Machine learning models are often referred to as “black box” because their representations of knowledge are not intuitive, and, as a result, it’s difficult to understand how they work. Interpretable machine learning refers to techniques that overcome the black-box nature of most machine learning algorithms. By revealing how various features contribute (or do not contribute) to predictions, you can validate that the model is using the right evidence for its predictions and find model biases that were not apparent during training.

Practitioners seek model interpretability primarily for three reasons:

  1. Guidelines: “Black box” models violate many corporate technology best practices and personal preference.
  2. Validation: It’s valuable to understand where or why predictions go wrong and run “what-if” scenarios to improve model robustness and eliminate bias.
  3. Regulations: Model interpretability is required to comply with government regulations for sensitive applications, such as in finance, public health, and transportation.

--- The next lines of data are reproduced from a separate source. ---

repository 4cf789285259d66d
use crate::components::hooks::{use_random_id_for, use_window_size};
use crate::components::ui::{Button, ButtonSize, ButtonVariant};
use crate::components::FieldWidget;
use crate::editor::{EditorState, PopupEditor};
use crate::geometry::{Point, Rect, Size};
use crate::models::{EntitySchema, EntityValues};
use crate::validation::FieldErrors;
use icons::X;
use leptos::html;
use leptos::prelude::*;
use wasm_bindgen::JsCast;

pub(crate) fn dom_rect(rect: &web_sys::DomRect) -> Rect {
    Rect::new(rect.x(), rect.y(), rect.width(), rect.height())
}

fn pointer(ev: &web_sys::PointerEvent) -> Point {
    Point::new(ev.client_x() as f64, ev.client_y() as f64)
}

/// Capture or release a pointer on the drag handle. Dragging still works without capture,
/// so a refusal is only logged.
pub(crate) fn set_pointer_capture(el: &web_sys::Element, pointer_id: i32, capture: bool) -> bool {
    let result = if capture {
        el.set_pointer_capture(pointer_id)
    } else {
        el.release_pointer_capture(pointer_id)
    };
    match result {
        Ok(()) => true,
        Err(e) => {
            log::debug!("pointer {pointer_id} capture={capture} failed: {e:?}");
            false
        }
    }
}

/// Floating panel that edits one field of the editor's current record.
///
/// Positioning, dragging and commits all live in [`PopupEditor`]; this component only
/// forwards DOM measurements and events and mirrors the editor's position into the style.
#[component]
pub fn PopupFormField(
    editor: StoredValue<PopupEditor, LocalStorage>,
    schema: StoredValue<EntitySchema>,
    #[prop(default = crate::config::DEFAULT_POPUP_WIDTH)] width: u32,
) -> impl IntoView {
    let popup_id = use_random_id_for("popup");
    let panel_ref: NodeRef<html::Div> = NodeRef::new();
    let position: RwSignal<Option<Point>> = RwSignal::new(None);
    let dragging = RwSignal::new(false);

    let sync = move || {
        editor.with_value(|e| {
            position.set(e.position());
            dragging.set(e.state() == EditorState::Dragging);
        });
    };

    // First layout picks the side of the cell; later ones only re-clamp.
    Effect::new(move |_| {
        if let Some(panel) = panel_ref.get() {
            let r = panel.get_bounding_client_rect();
            editor.with_value(|e| e.measure_panel(Size::new(r.width(), r.height())));
            sync();
        }
    });

    let window_size = use_window_size();
    Effect::new(move |prev: Option<()>| {
        window_size.track();
        if prev.is_some() {
            editor.with_value(|e| e.handle_resize());
            sync();
        }
    });

    let on_pointer_down = move |ev: web_sys::PointerEvent| {
        if ev.button() != 0 {
            return;
        }
        if let Some(el) = ev
            .current_target()
            .and_then(|t| t.dyn_into::<web_sys::Element>().ok())
        {
            set_pointer_capture(&el, ev.pointer_id(), true);
        }
        editor.with_value(|e| e.begin_drag(pointer(&ev)));
        sync();
    };
    let on_pointer_move = move |ev: web_sys::PointerEvent| {
        if !dragging.get_untracked() {
            return;
        }
        editor.with_value(|e| e.drag_to(pointer(&ev)));
        sync();
    };
    let on_pointer_up = move |ev: web_sys::PointerEvent| {
        if let Some(el) = ev
            .current_target()
            .and_then(|t| t.dyn_into::<web_sys::Element>().ok())
        {
            set_pointer_capture(&el, ev.pointer_id(), false);
        }
        editor.with_value(|e| e.end_drag());
        sync();
    };

    let on_change = Callback::new(move |(values, errors): (EntityValues, FieldErrors)| {
        editor.with_value(|e| e.report(values, errors));
    });

    let style = move || match position.get() {
        Some(p) => format!("left:{}px;top:{}px;width:{width}px;", p.x, p.y),
        // Laid out but invisible until the first measurement places it.
        None => format!("left:0;top:0;width:{width}px;visibility:hidden;"),
    };

    let field = editor.with_value(|e| (e.record(), e.field_key()));
    let body = match field {
        (Some(record), Some(key)) => {
            let property = schema.with_value(|s| s.property(&key).cloned());
            match property {
                Some(property) => view! {
                    <FieldWidget property=property field_key=key values=record.values on_change=on_change />
                }
                .into_any(),
                None => view! {
                    <p class="text-xs text-muted-foreground">{format!("Unknown field {key}")}</p>
                }
                .into_any(),
            }
        }
        _ => ().into_any(),
    };
    let title = editor.with_value(|e| {
        let key = e.field_key().unwrap_or_default();
        schema.with_value(|s| s.property(&key).map(|p| p.title.clone()).unwrap_or(key))
    });

    view! {
        <div
            id=popup_id
            node_ref=panel_ref
            data-name="PopupFormField"
            role="dialog"
            class="fixed z-50 flex flex-col rounded-lg border bg-popover text-popover-foreground shadow-lg"
            class:opacity-90=move || dragging.get()
            style=style
            on:click=|ev: web_sys::MouseEvent| ev.stop_propagation()
        >
            <div
                class="flex items-center justify-between gap-2 border-b px-3 py-1.5 cursor-move select-none touch-none"
                on:pointerdown=on_pointer_down
                on:pointermove=on_pointer_move
                on:pointerup=on_pointer_up
                on:pointercancel=on_pointer_up
            >
                <span class="text-xs font-medium">{title}</span>
                <Button
                    variant=ButtonVariant::Ghost
                    size=ButtonSize::IconSm
                    attr:aria-label="Close"
                    on:pointerdown=|ev: web_sys::PointerEvent| ev.stop_propagation()
                    on:click=move |_| editor.with_value(|e| e.dismiss())
                >
                    <X />
                </Button>
            </div>
            <div class="p-3">{body}</div>
        </div>
    }
}
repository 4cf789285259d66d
pub mod use_debounced_data;
pub mod use_random;
pub mod use_window_size;

pub use use_debounced_data::use_debounced_data;
pub use use_random::use_random_id_for;
pub use use_window_size::use_window_size;
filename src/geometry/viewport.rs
use super::Size;
use std::cell::Cell;

/// Supplies the current viewport dimensions. The editor knows nothing else about layout.
pub trait ViewportProvider {
    fn size(&self) -> Size;
}

/// Reads `window.innerWidth` / `window.innerHeight`.
#[derive(Clone, Copy, Debug, Default)]
pub struct BrowserViewport;

impl ViewportProvider for BrowserViewport {
    fn size(&self) -> Size {
        let Some(win) = web_sys::window() else {
            return Size::default();
        };
        let width = win
            .inner_width()
            .ok()
            .and_then(|v| v.as_f64())
            .unwrap_or_default();
        let height = win
            .inner_height()
            .ok()
            .and_then(|v| v.as_f64())
            .unwrap_or_default();
        Size::new(width, height)
    }
}

/// A viewport whose size is set by hand.
#[derive(Debug, Default)]
pub struct FixedViewport {
    size: Cell<Size>,
}

impl FixedViewport {
    pub fn new(size: Size) -> Self {
        Self {
            size: Cell::new(size),
        }
    }

    pub fn resize(&self, size: Size) {
        self.size.set(size);
    }
}

impl ViewportProvider for FixedViewport {
    fn size(&self) -> Size {
        self.size.get()
    }
}
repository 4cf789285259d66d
use crate::components::ui::{FieldErrorText, Input, Label};
use crate::models::{DataType, EntityValues, Property, RenderHint};
use crate::validation::{validate_property, FieldError, FieldErrors};
use leptos::prelude::*;
use serde_json::Value;
use wasm_bindgen::JsCast;

/// How raw widget text turns into a stored value.
#[derive(Clone, Copy, Debug, PartialEq, Eq)]
enum WidgetKind {
    Text,
    LongText,
    Number,
    Boolean,
    Select,
    Json,
}

fn widget_kind(property: &Property) -> WidgetKind {
    match (&property.data_type, property.hint) {
        (DataType::String, RenderHint::Default) => WidgetKind::Text,
        (DataType::String, _) => WidgetKind::LongText,
        (DataType::Number, _) => WidgetKind::Number,
        (DataType::Boolean, _) => WidgetKind::Boolean,
        (DataType::Enum { .. }, _) => WidgetKind::Select,
        (DataType::Array { .. } | DataType::Map { .. }, _) => WidgetKind::Json,
    }
}

/// Text shown in the widget for a stored value.
fn raw_text(kind: WidgetKind, value: Option<&Value>) -> String {
    match (kind, value) {
        (_, None | Some(Value::Null)) => String::new(),
        (WidgetKind::Json, Some(v)) => serde_json::to_string_pretty(v).unwrap_or_default(),
        (_, Some(Value::String(s))) => s.clone(),
        (_, Some(v)) => v.to_string(),
    }
}

/// Parse widget text back into a value. `Err` carries a message for values the widget
/// cannot represent at all.
fn parse_raw(kind: WidgetKind, raw: &str) -> Result<Value, String> {
    let trimmed = raw.trim();
    match kind {
        WidgetKind::Text | WidgetKind::LongText | WidgetKind::Select => {
            if raw.is_empty() {
                Ok(Value::Null)
            } else {
                Ok(Value::String(raw.to_string()))
            }
        }
        WidgetKind::Number if trimmed.is_empty() => Ok(Value::Null),
        WidgetKind::Number => trimmed
            .parse::<f64>()
            .ok()
            .and_then(serde_json::Number::from_f64)
            .map(|n| match n.as_f64() {
                Some(f) if f.fract() == 0.0 && f.abs() < i64::MAX as f64 => Value::from(f as i64),
                _ => Value::Number(n),
            })
            .ok_or_else(|| "Not a number".to_string()),
        WidgetKind::Boolean => Ok(Value::Bool(trimmed == "true")),
        WidgetKind::Json if trimmed.is_empty() => Ok(Value::Null),
        WidgetKind::Json => serde_json::from_str(trimmed).map_err(|e| format!("Invalid JSON: {e}")),
    }
}

/// Fold one edited field into a copy of the form values and validate it.
fn apply_edit(
    base: &EntityValues,
    field_key: &str,
    property: &Property,
    kind: WidgetKind,
    raw: &str,
) -> (EntityValues, FieldErrors) {
    let mut values = base.clone();
    let mut errors = FieldErrors::new();

    match parse_raw(kind, raw) {
        Ok(value) => {
            if let Some(error) = validate_property(property, Some(&value)) {
                errors.insert(field_key.to_string(), error);
            }
            values.insert(field_key.to_string(), value);
        }
        Err(message) => {
            errors.insert(field_key.to_string(), FieldError::Message(message));
        }
    }

    (values, errors)
}

/// Editor for a single property, chosen from its data type and render hint.
///
/// Every change reports the full form values plus the field's errors through `on_change`.
#[component]
pub fn FieldWidget(
    property: Property,
    #[prop(into)] field_key: String,
    values: EntityValues,
    #[prop(into)] on_change: Callback<(EntityValues, FieldErrors)>,
) -> impl IntoView {
    let kind = widget_kind(&property);
    let text = RwSignal::new(raw_text(kind, values.get(&field_key)));
    let errors: RwSignal<Vec<String>> = RwSignal::new(Vec::new());
    let input_id = format!("field_{field_key}");

    let title = property.title.clone();
    let required = property.validation.required;
    let options = match &property.data_type {
        DataType::Enum { values } => values.clone(),
        _ => Vec::new(),
    };

    let base = StoredValue::new(values);
    let property = StoredValue::new(property);
    let field_key = StoredValue::new(field_key);

    let emit = move |raw: String| {
        let (values, field_errors) = property.with_value(|p| {
            base.with_value(|b| field_key.with_value(|k| apply_edit(b, k, p, kind, &raw)))
        });
        errors.set(
            field_errors
                .values()
                .flat_map(FieldError::messages)
                .collect(),
        );
        base.set_value(values.clone());
        on_change.run((values, field_errors));
    };

    Effect::new(move |prev: Option<()>| {
        let raw = text.get();
        if prev.is_some() {
            emit(raw);
        }
    });

    let on_text = move |ev: web_sys::Event| {
        if let Some(area) = ev
            .target()
            .and_then(|t| t.dyn_into::<web_sys::HtmlTextAreaElement>().ok())
        {
            text.set(area.value());
        }
    };
    let on_select = move |ev: web_sys::Event| {
        if let Some(select) = ev
            .target()
            .and_then(|t| t.dyn_into::<web_sys::HtmlSelectElement>().ok())
        {
            text.set(select.value());
        }
    };
    let on_check = move |ev: web_sys::Event| {
        if let Some(input) = ev
            .target()
            .and_then(|t| t.dyn_into::<web_sys::HtmlInputElement>().ok())
        {
            text.set(input.checked().to_string());
        }
    };

    let invalid = Signal::derive(move || !errors.get().is_empty());
    let textarea_class = "border-input w-full min-h-24 rounded-md border bg-transparent px-3 py-2 text-sm shadow-xs outline-none focus-visible:ring-2 focus-visible:ring-ring/50 aria-invalid:border-destructive";

    let widget = match kind {
        WidgetKind::Text => view! {
            <Input id=input_id.clone() bind_value=text invalid=invalid autofocus=true />
        }
        .into_any(),
        WidgetKind::Number => view! {
            <Input id=input_id.clone() r#type="number" bind_value=text invalid=invalid autofocus=true />
        }
        .into_any(),
        WidgetKind::LongText | WidgetKind::Json => view! {
            <textarea
                id=input_id.clone()
                class=textarea_class
                class:font-mono={kind == WidgetKind::Json}
                aria-invalid=move || invalid.get().then_some("true")
                prop:value=move || text.get()
                on:input=on_text
            />
        }
        .into_any(),
        WidgetKind::Boolean => view! {
            <input
                id=input_id.clone()
                type="checkbox"
                class="size-4"
                prop:checked=move || text.get() == "true"
                on:change=on_check
            />
        }
        .into_any(),
        WidgetKind::Select => view! {
            <select
                id=input_id.clone()
                class="border-input h-9 w-full rounded-md border bg-transparent px-3 text-sm"
                prop:value=move || text.get()
                on:change=on_select
            >
                <option value="">"-"</option>
                {options
                    .into_iter()
                    .map(|o| view! { <option value=o.clone()>{o.clone()}</option> })
                    .collect_view()}
            </select>
        }
        .into_any(),
    };

    view! {
        <div class="flex flex-col gap-2" data-name="FieldWidget">
            <Label html_for=input_id required=required>{title}</Label>
            {widget}
            <For
                each=move || errors.get()
                key=|m| m.clone()
                children=move |m| view! { <FieldErrorText>{m}</FieldErrorText> }
            />
        </div>
    }
}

Interpretable machine learning addresses these concerns and increases trust in the models in situations where explanations for predictions are important or required by regulation.

Interpretable machine learning works on three levels:

Local: Explaining the factors behind an individual prediction such as why a loan application was rejected

Cohort: Demonstrating how a model makes predictions for a specific population or group within a training or test data set such as why a group of manufactured products were classified as faulty

Global: Understanding how a machine learning model works over an entire training or test data set such as which factors are considered by a model classifying radiology images

Some machine learning models, such as linear regression and decision trees, are inherently interpretable. However, interpretability often comes at the expense of power and accuracy.

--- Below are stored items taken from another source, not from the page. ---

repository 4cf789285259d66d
use leptos::prelude::*;
use leptos_ui::clx;

mod components {
    use super::*;
    clx! {Alert, div, "relative w-full rounded-lg border px-4 py-3 text-sm"}
    clx! {AlertTitle, h4, "mb-1 font-medium tracking-tight leading-none"}
    clx! {AlertDescription, p, "text-sm [&_p]:leading-relaxed"}
    // Inline validation message under a form field.
    clx! {FieldErrorText, p, "mt-1 text-xs text-destructive"}
}

pub use components::*;
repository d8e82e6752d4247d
pub mod extractor;
pub mod handler;
pub mod model;
pub mod route;
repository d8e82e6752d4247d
use crate::model::id::UserId;

pub mod event;

#[derive(Debug, Clone)]
pub struct User {
    pub user_id: UserId,
    pub user_name: String,
    pub email: String,
}
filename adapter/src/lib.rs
pub mod database;
pub mod notifier;
pub(crate) mod password;
pub mod redis;
pub mod repository;
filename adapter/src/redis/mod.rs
use redis::{AsyncCommands, Client};
use shared::config::RedisConfig;
use shared::error::AppResult;

pub struct RedisClient {
    client: Client,
}

impl RedisClient {
    pub fn new(config: &RedisConfig) -> AppResult<Self> {
        let client = Client::open(format!("redis://{}:{}", config.host, config.port))?;
        Ok(Self { client })
    }

    pub async fn set_ex(&self, key: &str, value: &str, ttl: u64) -> AppResult<()> {
        let mut conn = self.client.get_multiplexed_async_connection().await?;
        let _: () = conn.set_ex(key, value, ttl).await?;
        Ok(())
    }

    pub async fn get(&self, key: &str) -> AppResult<Option<String>> {
        let mut conn = self.client.get_multiplexed_async_connection().await?;
        let value: Option<String> = conn.get(key).await?;
        Ok(value)
    }

    pub async fn delete(&self, key: &str) -> AppResult<()> {
        let mut conn = self.client.get_multiplexed_async_connection().await?;
        let _: () = conn.del(key).await?;
        Ok(())
    }

    pub async fn try_connect(&self) -> AppResult<()> {
        let _ = self.client.get_multiplexed_async_connection().await?;
        Ok(())
    }
}
use kernel::model::id::UserId;
use kernel::model::user::User;
use serde::Serialize;

#[derive(Serialize)]
#[serde(rename_all = "camelCase")]
pub struct UserResponse {
    pub user_id: UserId,
    pub user_name: String,
    pub email: String,
}

impl From<User> for UserResponse {
    fn from(value: User) -> Self {
        let User {
            user_id,
            user_name,
            email,
        } = value;
        Self {
            user_id,
            user_name,
            email,
        }
    }
}
use shared::error::{AppError, AppResult};

pub struct CreateRoom {
    pub name: String,
}

impl CreateRoom {
    pub fn new(name: &str) -> AppResult<Self> {
        let name = name.trim();
        if name.is_empty() {
            return Err(AppError::MissingField("name"));
        }
        Ok(Self {
            name: name.to_owned(),
        })
    }
}
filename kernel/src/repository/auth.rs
use async_trait::async_trait;
use shared::error::AppResult;

use crate::model::auth::{event::CreateToken, AccessToken};
use crate::model::id::UserId;

#[async_trait]
pub trait AuthRepository: Send + Sync {
    async fn fetch_user_id_from_token(
        &self,
        access_token: &AccessToken,
    ) -> AppResult<Option<UserId>>;
    async fn verify_user(&self, email: &str, password: &str) -> AppResult<UserId>;
    async fn create_token(&self, event: CreateToken) -> AppResult<AccessToken>;
    async fn delete_token(&self, access_token: AccessToken) -> AppResult<()>;
}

Figure 1: Trade-off between model performance and explainability.

Using MATLAB® for machine learning, you can apply techniques to interpret and explain most popular and highly accurate machine learning models that aren’t inherently interpretable.

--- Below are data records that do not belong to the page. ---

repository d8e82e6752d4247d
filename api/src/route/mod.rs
pub mod auth;
pub mod health;
pub mod reservation;
pub mod room;
pub mod v1;
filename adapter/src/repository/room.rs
use async_trait::async_trait;
use derive_new::new;
use kernel::model::id::RoomId;
use kernel::model::room::{event::CreateRoom, Room};
use kernel::repository::room::RoomRepository;
use shared::error::{AppError, AppResult};

use crate::database::model::room::RoomRow;
use crate::database::ConnectionPool;

#[derive(new)]
pub struct RoomRepositoryImpl {
    db: ConnectionPool,
}

#[async_trait]
impl RoomRepository for RoomRepositoryImpl {
    async fn create(&self, event: CreateRoom) -> AppResult<Room> {
        let room_id = RoomId::new();
        let res = sqlx::query("INSERT INTO rooms (room_id, name) VALUES ($1, $2)")
            .bind(room_id)
            .bind(&event.name)
            .execute(self.db.inner_ref())
            .await
            .map_err(AppError::SpecificOperationError)?;

        if res.rows_affected() < 1 {
            return Err(AppError::NoRowsAffectedError(
                "no room record has been created".into(),
            ));
        }

        Ok(Room {
            id: room_id,
            name: event.name,
        })
    }

    async fn find_all(&self) -> AppResult<Vec<Room>> {
        sqlx::query_as::<_, RoomRow>("SELECT room_id, name FROM rooms ORDER BY name ASC")
            .fetch_all(self.db.inner_ref())
            .await
            .map(|rows| rows.into_iter().map(Room::from).collect())
            .map_err(AppError::SpecificOperationError)
    }

    async fn find_by_id(&self, room_id: RoomId) -> AppResult<Option<Room>> {
        sqlx::query_as::<_, RoomRow>("SELECT room_id, name FROM rooms WHERE room_id = $1")
            .bind(room_id)
            .fetch_optional(self.db.inner_ref())
            .await
            .map(|row| row.map(Room::from))
            .map_err(AppError::SpecificOperationError)
    }
}
use axum::routing::get;
use axum::Router;
use registry::AppRegistry;

use crate::handler::health::{health_check, health_check_db};

pub fn build_health_check_routers() -> Router<AppRegistry> {
    let health_routers = Router::new()
        .route("/", get(health_check))
        .route("/db", get(health_check_db));

    Router::new().nest("/health", health_routers)
}
use async_trait::async_trait;
use shared::error::AppResult;

use crate::model::id::RoomId;
use crate::model::room::{event::CreateRoom, Room};

#[async_trait]
pub trait RoomRepository: Send + Sync {
    async fn create(&self, event: CreateRoom) -> AppResult<Room>;
    async fn find_all(&self) -> AppResult<Vec<Room>>;
    async fn find_by_id(&self, room_id: RoomId) -> AppResult<Option<Room>>;
}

Local Interpretable Model-Agnostic Explanations (LIME): Approximate a complex model in the neighborhood of the prediction of interest with a simple interpretable model, such as a linear model or decision tree, and use it as a surrogate to explain how the original (complex) model works. Figure 2 below illustrates the three main steps of applying LIME.


Figure 2: How to obtain Local Interpretable Model-Agnostic Explanations (LIME).

Partial Dependence and Individual Conditional Expectation Plots: Examine the effect of one or two predictors on the overall prediction by averaging the output of the model over all the possible feature values

Figure 3: Partial dependence plot showing whether x1 is above or below 3000, which makes a big difference on the prediction

You can use MATLAB for other popular interpretability methods, including:

  • Permuted Predictor Importance: Look at a model prediction error on a test or training data set and shuffle the values of a predictor. The magnitude of the changes in error from shuffling the values of the predictor correspond to the predictor’s importance.
  • Shapley Value: Derived from cooperative game theory, the Shapley value is the average marginal contribution of a specific feature over all possible “coalitions” i.e., combinations of features. Evaluating all feature combinations generally takes a long time, therefore in practice Shapley values are approximated applying Monte Carlo simulation.
In summary, the main use cases for model interpretability are:
  Local Cohort Global
What's explained: Individual prediction Model behavior on subset of population Model behavior "anywhere"
Use cases

When individual prediction goes wrong

Prediction seems counter-intuitive

What-if analysis

Protection against bias 

Validate outcome for a particular group

Demonstrate how the model works

Compare different models for deployment

Applicable interpretability methods


Local decision tree

Shapely value

Global methods on subset of data


Global decision tree

Feature importance

Interpretability methods have their own limitations. A best practice is to be aware of those limitations as you fit these algorithms to the various use cases. Interpretability tools help you understand why a machine learning model makes the predictions that it does, which is a key part of verifying and validating applications of AI. Certification bodies are currently working on a framework for certifying AI for sensitive applications such as autonomous transportation and medicine.